I am aware there have been many different revisions of the same board where the later revision was inferior to first and mid release motherboards.

I'm surprised to see that my own motherboard is still a single revision, but that might not last for long.


----------



## CJCerny (Jan 7, 2015)

The term "revision" doesn't imply "improvement". It just means that changes were made. Change can be either an improvement or a change for the worse, in the eyes of the buyer. You just have to do your homework and be aware that revisions take place. It is certainly not uncommon for a business to make changes to a product to save themselves some cost or because certain parts are no longer available. That doesn't make them evil--just a business.


----------



## AsRock (Jan 7, 2015)

Well they all print some thing on their sites to cover these kind of things if for the better or worse and surprised it has not or does not happen more often.



> All specifications are subject to change without notice. Please check with your supplier for exact offers. Products may not be available in all markets.
> PCB color and bundled software versions are subject to change without notice.



So ASUS which is were is quoted from you could end up with a pink mobo Just kidding .


----------



## Fixit123 (Jan 13, 2015)

You can add the B85M-DS3H and H81M-DS2 to the list.

http://www.enlacehw.com/2015/01/gigabyte-revision-reduccion.html


----------



## craigo (Jan 13, 2015)

OMG! you are totally on to something bro.. look whar i found, both are sold by the same company and have the same model number (323i)
BUT becuase they where built at a different time they are obviously different products. call the cops! how can these big companies push us around like this?
how dare they revise the design like that DAMN THE MAN!


----------



## micropage7 (Jan 13, 2015)

first i think well known brand wont ruin their reputation by releasing bad product
if they take any revision it would be ok, since it wont affect much to performance
they may give another solution like less components but has same performance and by size you cant tell smaller is cheating since the component is smaller and more compact

better is do the benchmark than judging from the looks


----------



## craigo (Jan 13, 2015)

Stop being so rational micropage7, Its a damn CONSPIRACY.. Sony are even in on it!
Look three PS3`s built at different times` ALL DIFFERENT!!


----------



## CAPSLOCKSTUCK (Jan 13, 2015)

Car manufacturers do it all the time apparently, even on preorder cars.

Apparently there is very little you can do about it.

There is often some sort of caveat in the small print saying something like................

_"the manufacturer reserves the right to change or otherwise adapt specifications without notification"
_


----------



## neliz (Jan 13, 2015)

micropage7 said:


> better is do the benchmark than judging from the looks



And hardware.info did just that, showing that the V1 would OC fine and the V2.0 would throttle even without OC.

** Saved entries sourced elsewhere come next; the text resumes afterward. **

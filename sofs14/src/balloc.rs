//! Free-data-cluster repository (spec §4.5): two small in-superblock
//! caches front an on-disk doubly-linked list threaded through the free
//! clusters' own headers, so that the common case — allocate or free one
//! cluster — almost never touches the linked list on disk.
//!
//! * `retrieve_cache` is a LIFO of up to `DZ` cluster indices ready to
//!   hand out; `retrieve_idx` is the index of the next valid entry.
//! * `insert_cache` is a LIFO of up to `DZ` freed cluster indices not yet
//!   threaded onto the on-disk list; `insert_idx` is the next free slot.
//!
//! When `retrieve_cache` runs dry, it is refilled by walking nodes off
//! the head of the on-disk list (deplete-ing `insert_cache` onto that
//! list first if it runs out early). When `insert_cache` fills up, it is
//! flushed onto the on-disk list as a linked run and the cache is reset.
//! This is the classic two-cache/free-list split; see DESIGN.md for why
//! it was chosen over a single flat free bitmap.

use crate::{
	codec::CODEC,
	data::{ClusterHeader, ClusterRef, InodeNum, InodeRef, Superblock, DZ},
	device::BlockDevice,
	error::{Result, SofsError},
	ireftree,
	itable::InodeTable,
	layout::BLOCKS_PER_CLUSTER,
};

fn cluster_block(dzone_start: u64, idx: u32) -> u64 {
	dzone_start + idx as u64 * BLOCKS_PER_CLUSTER
}

fn read_header<D: BlockDevice>(dev: &mut D, dzone_start: u64, idx: u32) -> Result<ClusterHeader> {
	let bs = dev.block_size() as usize;
	let mut buf = vec![0u8; bs];
	dev.read_block(cluster_block(dzone_start, idx), &mut buf)?;
	let (hdr, _): (ClusterHeader, usize) =
		bincode::decode_from_slice(&buf, CODEC).map_err(|_| SofsError::ClusterHeaderInconsistent)?;
	Ok(hdr)
}

fn write_header<D: BlockDevice>(dev: &mut D, dzone_start: u64, idx: u32, hdr: ClusterHeader) -> Result<()> {
	let bs = dev.block_size() as usize;
	let mut buf = vec![0u8; bs];
	dev.read_block(cluster_block(dzone_start, idx), &mut buf)?;
	let encoded = bincode::encode_to_vec(&hdr, CODEC).map_err(|_| SofsError::ClusterHeaderInconsistent)?;
	buf[..encoded.len()].copy_from_slice(&encoded);
	dev.write_block(cluster_block(dzone_start, idx), &buf)?;
	Ok(())
}

/// Pull up to `need = min(total-free, DZ)` clusters off the head of the
/// on-disk free list into `retrieve_cache`, writing them from slot
/// `DZ − need` upward so that `retrieve_idx` (which `allocate` advances
/// upward from) lands exactly on the first filled slot (spec §4.5.3). If
/// the on-disk list runs dry before `need` is satisfied, **deplete** the
/// insert cache onto the on-disk list first and resume walking it.
fn replenish<D: BlockDevice>(sb: &mut Superblock, dev: &mut D) -> Result<()> {
	debug_assert_eq!(sb.retrieve_idx as usize, DZ, "replenish called with a non-empty cache");
	log::trace!("replenish: retrieve cache empty, refilling from the on-disk free list");

	let need = (sb.n_clusters_free as usize).min(DZ);
	if need == 0 {
		return Err(SofsError::NoSpace);
	}

	let dzone_start = sb.dzone_start as u64;
	let mut popped = Vec::with_capacity(need);

	while popped.len() < need {
		if sb.free_cluster_head.get().is_none() {
			if sb.insert_idx == 0 {
				break;
			}
			deplete(sb, dev)?;
			if sb.free_cluster_head.get().is_none() {
				break;
			}
		}
		let head = sb.free_cluster_head.get().unwrap();
		let hdr = read_header(dev, dzone_start, head)?;
		sb.free_cluster_head = hdr.next;
		match hdr.next.get() {
			Some(new_head) => {
				let mut nh = read_header(dev, dzone_start, new_head)?;
				nh.prev = ClusterRef::NONE;
				write_header(dev, dzone_start, new_head, nh)?;
			}
			None => sb.free_cluster_tail = ClusterRef::NONE,
		}
		popped.push(ClusterRef::some(head));
	}

	if popped.is_empty() {
		return Err(SofsError::NoSpace);
	}

	let filled = popped.len();
	let mut cache = [ClusterRef::NONE; DZ];
	cache[DZ - filled..DZ].copy_from_slice(&popped);
	sb.retrieve_cache = cache;
	sb.retrieve_idx = (DZ - filled) as u32;
	Ok(())
}

/// Thread every entry currently in `insert_cache` onto the on-disk free
/// list as a single run, then reset the cache.
fn deplete<D: BlockDevice>(sb: &mut Superblock, dev: &mut D) -> Result<()> {
	log::trace!("deplete: flushing {} insert-cache entries onto the on-disk free list", sb.insert_idx);
	let dzone_start = sb.dzone_start as u64;
	for slot in 0..sb.insert_idx as usize {
		let idx = sb.insert_cache[slot].get().ok_or(SofsError::ReferenceListInconsistent)?;
		let old_tail = sb.free_cluster_tail;
		write_header(
			dev,
			dzone_start,
			idx,
			ClusterHeader {
				prev: old_tail,
				next: ClusterRef::NONE,
				stat: InodeRef::NONE,
			},
		)?;
		match old_tail.get() {
			Some(tail) => {
				let mut t = read_header(dev, dzone_start, tail)?;
				t.next = ClusterRef::some(idx);
				write_header(dev, dzone_start, tail, t)?;
			}
			None => sb.free_cluster_head = ClusterRef::some(idx),
		}
		sb.free_cluster_tail = ClusterRef::some(idx);
		sb.insert_cache[slot] = ClusterRef::NONE;
	}
	sb.insert_idx = 0;
	Ok(())
}

/// Allocate one free cluster for `owner` (spec §4.5.1). `owner` must
/// already be in-use. If the popped cluster is *dirty* — released by a
/// prior `free` without ever being dissociated from its previous owner —
/// that previous owner is cleaned first, so the cluster never ends up
/// claimed by two inodes at once. The cluster's header is written with
/// `stat = owner` before the index is returned; linking it into the
/// owner's sibling chain is the caller's job (`ireftree::ensure`).
pub fn allocate<D: BlockDevice>(
	sb: &mut Superblock,
	itable: &mut InodeTable,
	dev: &mut D,
	owner: InodeNum,
) -> Result<u32> {
	if !itable.get(dev, owner)?.is_in_use() {
		return Err(SofsError::InodeInUseInconsistent);
	}

	if sb.retrieve_idx as usize == DZ {
		replenish(sb, dev)?;
	}
	let slot = sb.retrieve_idx as usize;
	let idx = sb.retrieve_cache[slot].get().ok_or(SofsError::ReferenceListInconsistent)?;
	sb.retrieve_cache[slot] = ClusterRef::NONE;
	sb.retrieve_idx += 1;
	sb.n_clusters_free -= 1;

	let dzone_start = sb.dzone_start as u64;
	let hdr = read_header(dev, dzone_start, idx)?;
	if let Some(prior) = hdr.stat.get() {
		log::debug!("allocate: cluster {idx} was dirty (previously owned by {prior}), cleaning it first");
		let mut prior_inode = itable.get(dev, prior)?;
		let mut scratch = ireftree::RefCache::new();
		ireftree::clean(dev, sb, &mut prior_inode, &mut scratch, prior)?;
		itable.put(dev, prior, prior_inode)?;
	}

	write_header(
		dev,
		dzone_start,
		idx,
		ClusterHeader {
			prev: ClusterRef::NONE,
			next: ClusterRef::NONE,
			stat: InodeRef::some(owner),
		},
	)?;
	log::trace!("allocate: handed cluster {idx} to inode {owner}");
	Ok(idx)
}

/// Return cluster `idx` to the repository. Per spec §4.5.2 step 3, `stat`
/// is left untouched — the cluster becomes *dirty*, still naming the
/// inode it was released from, until a later `allocate` pop dissociates
/// it (or `ireftree::FREE_CLEAN`/`CLEAN` does so directly).
pub fn free<D: BlockDevice>(sb: &mut Superblock, dev: &mut D, idx: u32) -> Result<()> {
	if idx == 0 {
		return Err(SofsError::InvalidArgument);
	}
	let dzone_start = sb.dzone_start as u64;
	let mut hdr = read_header(dev, dzone_start, idx)?;
	if hdr.stat.is_none() {
		return Err(SofsError::AlreadyInList);
	}
	hdr.prev = ClusterRef::NONE;
	hdr.next = ClusterRef::NONE;
	write_header(dev, dzone_start, idx, hdr)?;

	if sb.insert_idx as usize == DZ {
		deplete(sb, dev)?;
	}
	let slot = sb.insert_idx as usize;
	sb.insert_cache[slot] = ClusterRef::some(idx);
	sb.insert_idx += 1;
	sb.n_clusters_free += 1;
	Ok(())
}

http://us.hardware.info/reviews/583...sions-present-markedly-different-test-results


----------



## rtwjunkie (Jan 13, 2015)

Actually, the point of this thread I believe, is not "how dare they do revisions."  It's down to the premise that you buy online, see a photo and description, which is the motherboard, for instance, that you want, and then you get an inferior product because the "revision" removes features or performance that you want. 

Let me give an example from socket 775 era.  Gigabyte's fantastic king of the 775's, the EP45-UD3P motherboard had 3 revisions.  Turns out that revision 3.0 is the best performing one, which most people know.  Go to auction sites.  People there that have the best revisions of motherboards, which sometimes are the ORIGINAL ones, make sure to advertise that fact, because other people in-the-know will pay more for that particular one.

Sure, it's pretty common to put out revisions, and most of the time (but not all) it is for the better.  But you should not be sold something inferior, when it's not what you wanted, and the online site made no mention of the difference.  That is NOT acceptable.


----------



## neliz (Jan 13, 2015)

rtwjunkie said:


> Sure, it's pretty common to put out revisions, and most of the time (but not all) it is for the better.  But you should not be sold something inferior, when it's not what you wanted, and the online site made no mention of the difference.  That is NOT acceptable.



And that's what the (original) article was about, not the link in the OT. the fact that this is sold with the same part and EAN number, while it is clearly a different (inferior) product is standard "bait and switch."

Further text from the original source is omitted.